NOTE:
You've come to an old part of SW Online. We're still moving this and other older stories into our new format. In the meanwhile, click here to go to the current home page.

West Coast longshore workers face new attack

November 16, 2001 | Page 11

JACK HEYMAN, an Executive Board member of International Longshore and Warehouse Union (ILWU) Local 10 of San Francisco and chair of the Northern California Committee to Defend the Charleston Longshore Workers, discusses the challenges facing the ILWU.

IN THE upcoming contract negotiations, the ILWU will be facing an all-out attack by the Pacific Maritime Association (PMA).

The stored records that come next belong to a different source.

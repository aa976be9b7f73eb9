//! Central Configuration Constants
//!
//! Single source of truth for env-var names and defaults.
//! Everything here can be overridden without touching code.

/// Model version reported in engine stats
pub const MODEL_VERSION: &str = "1.0.0";

/// App version
pub const APP_VERSION: &str = env!("CARGO_PKG_VERSION");

/// App name
pub const APP_NAME: &str = "Cookie Guard";

/// Default per-cookie inference timeout (milliseconds)
pub const DEFAULT_INFERENCE_TIMEOUT_MS: u64 = 250;

/// Seconds in the one-year expiry normalization window
pub const ONE_YEAR_SECS: f64 = 365.0 * 24.0 * 3600.0;

pub const ENV_CONFIG_PATH: &str = "COOKIE_GUARD_CONFIG";
pub const ENV_SUSPICIOUS_THRESHOLD: &str = "COOKIE_GUARD_SUSPICIOUS_THRESHOLD";
pub const ENV_MALICIOUS_THRESHOLD: &str = "COOKIE_GUARD_MALICIOUS_THRESHOLD";
pub const ENV_INFERENCE_TIMEOUT_MS: &str = "COOKIE_GUARD_INFERENCE_TIMEOUT_MS";
pub const ENV_MODEL_PATH: &str = "COOKIE_GUARD_MODEL";
pub const ENV_SENSITIVITY: &str = "COOKIE_GUARD_SENSITIVITY";

// ============================================
// Helper functions to read from env with fallback
// ============================================

/// Get config file path from environment
pub fn get_config_path() -> Option<String> {
    std::env::var(ENV_CONFIG_PATH).ok().filter(|s| !s.is_empty())
}

/// Get ONNX model path from environment
pub fn get_model_path() -> Option<String> {
    std::env::var(ENV_MODEL_PATH).ok().filter(|s| !s.is_empty())
}

/// Get threshold preset name (`high`, `normal`, `low`) from environment
pub fn get_sensitivity() -> Option<String> {
    std::env::var(ENV_SENSITIVITY).ok().filter(|s| !s.trim().is_empty())
}

/// Get a threshold override from environment (must parse and lie in 0..=1)
pub fn get_threshold_override(var: &str) -> Option<f32> {
    std::env::var(var)
        .ok()
        .and_then(|s| s.trim().parse::<f32>().ok())
        .filter(|v| (0.0..=1.0).contains(v))
}

/// Get inference timeout override from environment
pub fn get_inference_timeout_override() -> Option<u64> {
    std::env::var(ENV_INFERENCE_TIMEOUT_MS)
        .ok()
        .and_then(|s| s.trim().parse().ok())
        .filter(|ms| *ms > 0)
}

In a statement before a congressional committee earlier this year, PMA head Joe Miniace openly declared that employers want to take away our hiring hall and replace it with an automatic telephone dispatch system that will be used to supplement a small, steady group of longshore workers for each company.

He said this would eliminate the current practice of gathering workers in a central location within the harbor area. The PMA is also demanding a free hand in using electronic technology. These proposals would render longshore jurisdiction meaningless and allow the elimination of jobs.

Of course, Miniace is trying to sell this scheme to our union officials under the guise of a spirit of cooperation. He praises the 1960 Mechanization and Modernization Agreement, which gave huge profits to the PMA in a losing exchange of jobs for money. We can't afford to make that mistake again.

It is instructive that Miniace uses the Port of Houston, organized by the International Longshoremen's Association, as a model for his "steady workforce" scheme. What he forgot to mention is that 80 percent of longshore work in Houston is nonunion!

We need to protect the hiring hall, which was won in the 1934 strike with the blood of labor martyrs. It remains the basis of our strength today by providing the union with some control over our jobs. Without the hiring hall or the right to strike coast-wide, we have very little power.

Over the years we experienced fractures in the integrity of the structure of our dispatch hall system, whose key principle is the equal opportunity of work for all longshore workers. Now Miniace wants to further undermine the hiring hall to divide us during difficult contract negotiations.

To be sure, electronic technology and computerization will continue to develop and expand in the global economy. Just as ILWU favors fair world trade over protectionism, we must favor technological advancement over stagnation.

However, under capitalism workers get the short end of the stick. Labor-saving devices mean unemployment for workers. If the trade union movement is to survive and grow, we need to gear our contract demands to the new technological gains.

The American trade union movement was built 130 years ago on the struggle for the eight-hour day. Now we must fight for a shorter workday with no loss in pay. We could have four shifts of six hours of work instead of the present three shifts to provide more work for new members.

Miniace and the PMA are trying to portray us to the press as a bunch of lazy, overpaid workers with our feet stuck in the mud as far as modern technology is concerned. By showing that we want all workers to share the benefits of technology, not just the rich, we gain the support of a working class hard-hit with unemployment.

Why the ILWU should oppose the war

THE FIRST and most direct victims of the war in Afghanistan are not Osama bin Laden or the Taliban, but innocent Afghan civilians who are dying from U.S. and British bombing raids. Secondly, the U.S. labor movement is being targeted under the pretext of heightened national security.

The so-called Port and Maritime Security Act of 2001 introduced by Sen. Hollings of South Carolina would, if passed, militarize the docks. It would impose background checks on longshore workers.

It would undermine our hiring hall and our union solidarity by denying the right of employment to those who have been in prison or are deemed national security risks (like ILWU founder and longtime president Harry Bridges).

ILWU members who voice political opposition to the war in Afghanistan could be de-registered and effectively barred from working. The right to strike will be dumped overboard, leaving unions with virtually no negotiating power.

When anti-labor forces tried to pass this kind of bill during the war against drugs, it fizzled. But now, in the war hysteria, with Democrats and Republicans singing the same marching tune, maritime employers see a golden opportunity. Miniace's strategy has always been to seek government intervention in union affairs, using the courts against the ILWU whenever possible.

The ILWU should oppose the war in Afghanistan and defend the working people of that country against imperialist attacks, just as we defend workers' rights here at home. The ILWU could be next.

Now more than ever workers need their own party, a workers' party to represent working-class interests. For now, unions must rely on labor solidarity to ensure social justice.